Oil Slips As Dollar Gains, With Supply Data Aheada

Oil futures edged lower in electronic trade Wednesday, erasing some of their gains from the previous session as the dollar rose, with investors awaiting weekly supply data from the U.S.

October crude-oil futures  gave back 30 cents, or 0.3%, to trade at $108.24 a barrel after rising 0.8% in Tuesday’s session on the New York Mercantile Exchange.

The modest loss for Nymex futures came as the U.S. dollar added to its gains, with the ICE dollar index  rising to 82.386 from 82.344 late Tuesday in North America. A rising U.S. currency makes dollar-denominated crude more expensive to holders of other currencies, which can dampen investor demand.

October Brent crude  was little changed, however, edging down just 6 cents to $115.62 a barrel, as reports said the U.S. Senate Foreign Relations Committee had reached a deal on a bill to approve military action against Syria.

Brent crude can sometimes be more sensitive to Mideast tensions than its Nymex counterpart, and while Syria is only a minor oil producer, several analysts say U.S. involvement could lead to a wider conflict, potentially including Iran, an ally of the Syrian regime.

U.S. action against Syrian government forces in retaliation for their believed use of chemical weapons against civilians looked more likely Tuesday after House Speaker John Boehner said he would support President Barack Obama’s request to authorize a military strike.

Boehner, a Republican, is normally a staunch opponent of Obama, and his promise to advise fellow party members to vote for authorization made its passage more likely.

While Syria was likely to remain a key factor in the oil price, investors were also looking ahead to weekly U.S. crude-supply data from the American Petroleum Institute, due out later Wednesday at 4:30 p.m. U.S. Eastern time.

Expectations called for a 2.5-million-barrel drop in crude stocks for the week ended Aug. 30, according to a Platts survey of energy analysts.

While government data from the Energy Information Administration showed late August U.S. oil production at a 24-year high, Platts cited robust refinery-run rates as likely to drive the drawdown in crude supplies.

“We have domestic production staying strong, but refineries are back on track, and that keeps the oil in the system,” Platts quoted Oil Outlooks president Carl Larry as saying.

The API data were due to be followed by the more closely watched EIA weekly supply numbers, due Thursday at 11 a.m. Eastern time. Both the API and EIA delayed their reports by a day because of the Monday’s Labor Day holiday.

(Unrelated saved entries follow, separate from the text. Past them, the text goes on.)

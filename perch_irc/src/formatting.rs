//! mIRC-style control codes for styling message text.
//!
//! ```
//! use perch_irc::formatting::{Bold, Colour, Coloured};
//! let text = format!("{} {}", Bold("loud"), Coloured("red", Colour::Red));
//! assert_eq!(text, "\x02loud\x02 \x0304red\x03");
//! ```

use std::fmt::{Display, Formatter, Result};

macro_rules! style_generate {
    ($($ident:ident: $code:expr)*) => {
        $(
        #[derive(Copy, Clone, Debug, PartialEq, Eq)]
        pub struct $ident<T>(pub T);
        impl<T: Display> Display for $ident<T> {
            fn fmt(&self, f: &mut Formatter<'_>) -> Result {
                write!(f, "{code}{}{code}", self.0, code = $code)
            }
        }
        )*
    };
}

style_generate! {
    Bold:          "\x02"
    Italics:       "\x1D"
    Underline:     "\x1F"
    Strikethrough: "\x1E"
}

#[derive(Copy, Clone, Debug, PartialEq, Eq, Hash)]
pub enum Colour {
    White = 0,
    Black,
    Blue,
    Green,
    Red,
    Brown,
    Magenta,
    Orange,
    Yellow,
    LightGreen,
    Cyan,
    LightCyan,
    LightBlue,
    Pink,
    Grey,
    LightGrey,
    Default = 99,
}

impl Colour {
    pub const fn code(self) -> u8 {
        self as u8
    }
}

#[derive(Copy, Clone, Debug, PartialEq, Eq)]
pub struct Coloured<T>(pub T, pub Colour);

impl<T: Display> Display for Coloured<T> {
    fn fmt(&self, f: &mut Formatter<'_>) -> Result {
        write!(f, "\x03{:02}{}\x03", self.1.code(), self.0)
    }
}

#[cfg(test)]
mod tests {
    use super::*;

    #[test]
    fn styles() {
        assert_eq!(Bold("a").to_string(), "\x02a\x02");
        assert_eq!(Italics("a").to_string(), "\x1Da\x1D");
        assert_eq!(Underline("a").to_string(), "\x1Fa\x1F");
        assert_eq!(Strikethrough("a").to_string(), "\x1Ea\x1E");
    }

    #[test]
    fn colours() {
        assert_eq!(Coloured("a", Colour::White).to_string(), "\x0300a\x03");
        assert_eq!(Coloured("a", Colour::LightGrey).to_string(), "\x0315a\x03");
        assert_eq!(Coloured("a", Colour::Default).to_string(), "\x0399a\x03");
        assert_eq!(
            Bold(Coloured(42, Colour::Green)).to_string(),
            "\x02\x030342\x03\x02"
        );
    }

    #[test]
    fn padded_codes_survive_leading_digits() {
        let text = Coloured("2024", Colour::Red).to_string();
        assert_eq!(text, "\x03042024\x03");
        assert!(!text.starts_with("\x0342"));
    }
}
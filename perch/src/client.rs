use std::sync::Arc;

use perch_irc::{Event, Session};

use crate::router::Router;

/// Connects to one server and answers commands until the connection ends.
pub async fn run_client(config: perch_irc::Config, router: Arc<Router>) -> anyhow::Result<()> {
    let server_name = config.server_name.clone();

    let (session, handle, mut events) = Session::connect(config).await?;
    let session = tokio::spawn(session.run());

    while let Some(event) = events.recv().await {
        match event {
            Event::Connected { nickname } => {
                log::info!("{server_name}: connected as {nickname}");
            }

            Event::Privmsg(msg) => {
                let Some(reply) = router.dispatch(&server_name, &msg).await else {
                    continue;
                };
                if let Err(err) = handle.reply(&msg, &reply) {
                    log::warn!("{server_name}: cannot reply to {}: {err}", msg.sender);
                }
            }

            Event::NickExhausted { nickname } => {
                log::error!("{server_name}: no free nickname (last tried {nickname})");
                let _ = handle.quit(Some("no free nickname"));
            }

            Event::Disconnected => break,

            Event::Frame(..) | Event::RawSent(..) => {}
        }
    }

    session.await??;
    log::info!("{server_name}: disconnected");
    Ok(())
}
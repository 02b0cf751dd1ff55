//! An IRC client: line decoding, registration, nickname negotiation and paced
//! output for a single server connection.

pub mod chunk;
pub mod command;
pub mod config;
pub mod formatting;

mod connection;
mod error;
mod event;
mod frame;
mod pacer;
mod prefix;

pub use config::{Channel, Config};
pub use connection::{Events, Handle, Phase, SendOptions, Session};
pub use error::Error;
pub use event::{Event, Privmsg};
pub use frame::Frame;
pub use pacer::{Pacer, PendingSend};
pub use prefix::Identity;
mod secret;
pub use secret::Secret;

mod ephemeral;
pub use ephemeral::Ephemeral;

pub mod persist;

fn redact(s: &str) -> impl std::fmt::Debug {
    struct NoDebug(String);
    impl std::fmt::Debug for NoDebug {
        fn fmt(&self, f: &mut std::fmt::Formatter<'_>) -> std::fmt::Result {
            f.write_str(&self.0)
        }
    }

    NoDebug(format!("{{len = {}}}", s.len()))
}
use std::{path::Path, sync::Arc};

use anyhow::Context as _;
use perch::{config::Config, router::Router};
use perch_config::persist::{self, Yaml};
use perch_permission::{Authority, FileStore};

async fn load_configuration() -> anyhow::Result<Config> {
    let config: Config = persist::load::<Yaml, _>(Path::new("config"))
        .await
        .context("cannot load config.yml")?;
    config.validate().context("invalid config.yml")?;
    Ok(config)
}

async fn write_default_configuration() -> anyhow::Result<()> {
    persist::save::<Yaml, _>(&Config::default_config(), Path::new("default_config"))
        .await
        .context("cannot write default_config.yml")
}

#[tokio::main(flavor = "current_thread")]
async fn main() -> anyhow::Result<()> {
    simple_env_load::load_env_from([".dev.env", ".log.env"]);
    alto_logger::TermLogger::new(
        alto_logger::Options::default()
            .with_time(alto_logger::TimeConfig::relative_now())
            .with_style(alto_logger::StyleConfig::SingleLine),
    )?
    .init()?;

    log::info!("loading configuration");
    let config = match load_configuration().await {
        Ok(config) => config,
        Err(err) => {
            write_default_configuration().await?;
            log::error!("an example configuration was written to default_config.yml");
            return Err(err);
        }
    };

    log::info!("loading permissions");
    let store = FileStore::open(&config.permissions_path).await?;
    let authority = Arc::new(Authority::new(
        Arc::new(store),
        config.max_permission_level,
    ));

    let router = Arc::new(
        Router::new(&config, authority)
            .register(perch::Help)
            .register(perch::Source)
            .register(perch::Permission),
    );

    let clients = config
        .clients
        .into_iter()
        .map(|client| {
            log::debug!("starting {}", client.server_name);
            let server_name = client.server_name.clone();
            let task = tokio::task::spawn(perch::run_client(client, Arc::clone(&router)));
            (server_name, task)
        })
        .collect::<Vec<_>>();

    for (server_name, task) in clients {
        match task.await {
            Ok(Ok(())) => {}
            Ok(Err(err)) => log::error!("{server_name}: {err:#}"),
            Err(err) => log::error!("{server_name}: task failed: {err}"),
        }
    }

    Ok(())
}
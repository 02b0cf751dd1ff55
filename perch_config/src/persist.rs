//! Reading and writing serde types as files.
//!
//! Paths are given without an extension, the [`Format`] appends its own.

use std::path::{Path, PathBuf};

use anyhow::Context as _;
use serde::{de::DeserializeOwned, Serialize};

/// How a value is laid out on disk.
pub trait Format {
    const EXT: &'static str;

    fn encode<T: Serialize + ?Sized>(data: &T) -> anyhow::Result<Vec<u8>>;
    fn decode<T: DeserializeOwned>(data: &[u8]) -> anyhow::Result<T>;

    fn path(path: &Path) -> PathBuf {
        path.with_extension(Self::EXT)
    }
}

/// Pretty printed, so the file can be edited by hand
pub struct Json;

impl Format for Json {
    const EXT: &'static str = "json";

    fn encode<T: Serialize + ?Sized>(data: &T) -> anyhow::Result<Vec<u8>> {
        Ok(serde_json::to_vec_pretty(data)?)
    }

    fn decode<T: DeserializeOwned>(data: &[u8]) -> anyhow::Result<T> {
        Ok(serde_json::from_slice(data)?)
    }
}

pub struct Yaml;

impl Format for Yaml {
    const EXT: &'static str = "yml";

    fn encode<T: Serialize + ?Sized>(data: &T) -> anyhow::Result<Vec<u8>> {
        Ok(serde_yaml::to_string(data)?.into_bytes())
    }

    fn decode<T: DeserializeOwned>(data: &[u8]) -> anyhow::Result<T> {
        Ok(serde_yaml::from_slice(data)?)
    }
}

pub async fn save<K, T>(data: &T, path: &Path) -> anyhow::Result<()>
where
    K: Format,
    T: Serialize + ?Sized,
{
    let path = K::path(path);
    log::trace!("saving {}", path.display());
    let data = K::encode(data).with_context(|| format!("cannot encode {}", path.display()))?;
    tokio::fs::write(&path, data)
        .await
        .with_context(|| format!("cannot write {}", path.display()))
}

pub async fn load<K, T>(path: &Path) -> anyhow::Result<T>
where
    K: Format,
    T: DeserializeOwned,
{
    let path = K::path(path);
    log::trace!("loading {}", path.display());
    let data = tokio::fs::read(&path)
        .await
        .with_context(|| format!("cannot read {}", path.display()))?;
    K::decode(&data).with_context(|| format!("cannot decode {}", path.display()))
}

Elsewhere in the energy complex Wednesday, October gasoline  fell fractionally, holding at $2.86 a gallon, while October heating oil  shed a penny, or 0.2%, to $3.14 a gallon

The Platts survey showed average expectations for gasoline stocks to fall by 1 million barrels for the previous week, while distillates, including heating oil, were tipped to rise by 800,000 barrels.

Meanwhile, October natural gas  improved by 1 cent, or 0.4%, to $3.68 per million British thermal units, adding to a 2.4% surge Tuesday.